▸ **EXERCISE GOAL**: Nothing in the records may change when you print them out again.

▸ **DATA TO PROCESS**:
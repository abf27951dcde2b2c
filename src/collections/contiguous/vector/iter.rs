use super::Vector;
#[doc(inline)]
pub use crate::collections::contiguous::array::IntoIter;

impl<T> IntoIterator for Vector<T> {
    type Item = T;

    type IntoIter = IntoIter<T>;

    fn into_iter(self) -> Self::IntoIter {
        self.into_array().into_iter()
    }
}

▸ **SOLUTION FOR THIS TASK**:
repository abf27951dcde2b2c
filename src/collections/contiguous/vector/iter.rs
use super::Vector;
#[doc(inline)]
pub use crate::collections::contiguous::array::IntoIter;

impl<T> IntoIterator for Vector<T> {
    type Item = T;

    type IntoIter = IntoIter<T>;

    fn into_iter(self) -> Self::IntoIter {
        self.into_array().into_iter()
    }
}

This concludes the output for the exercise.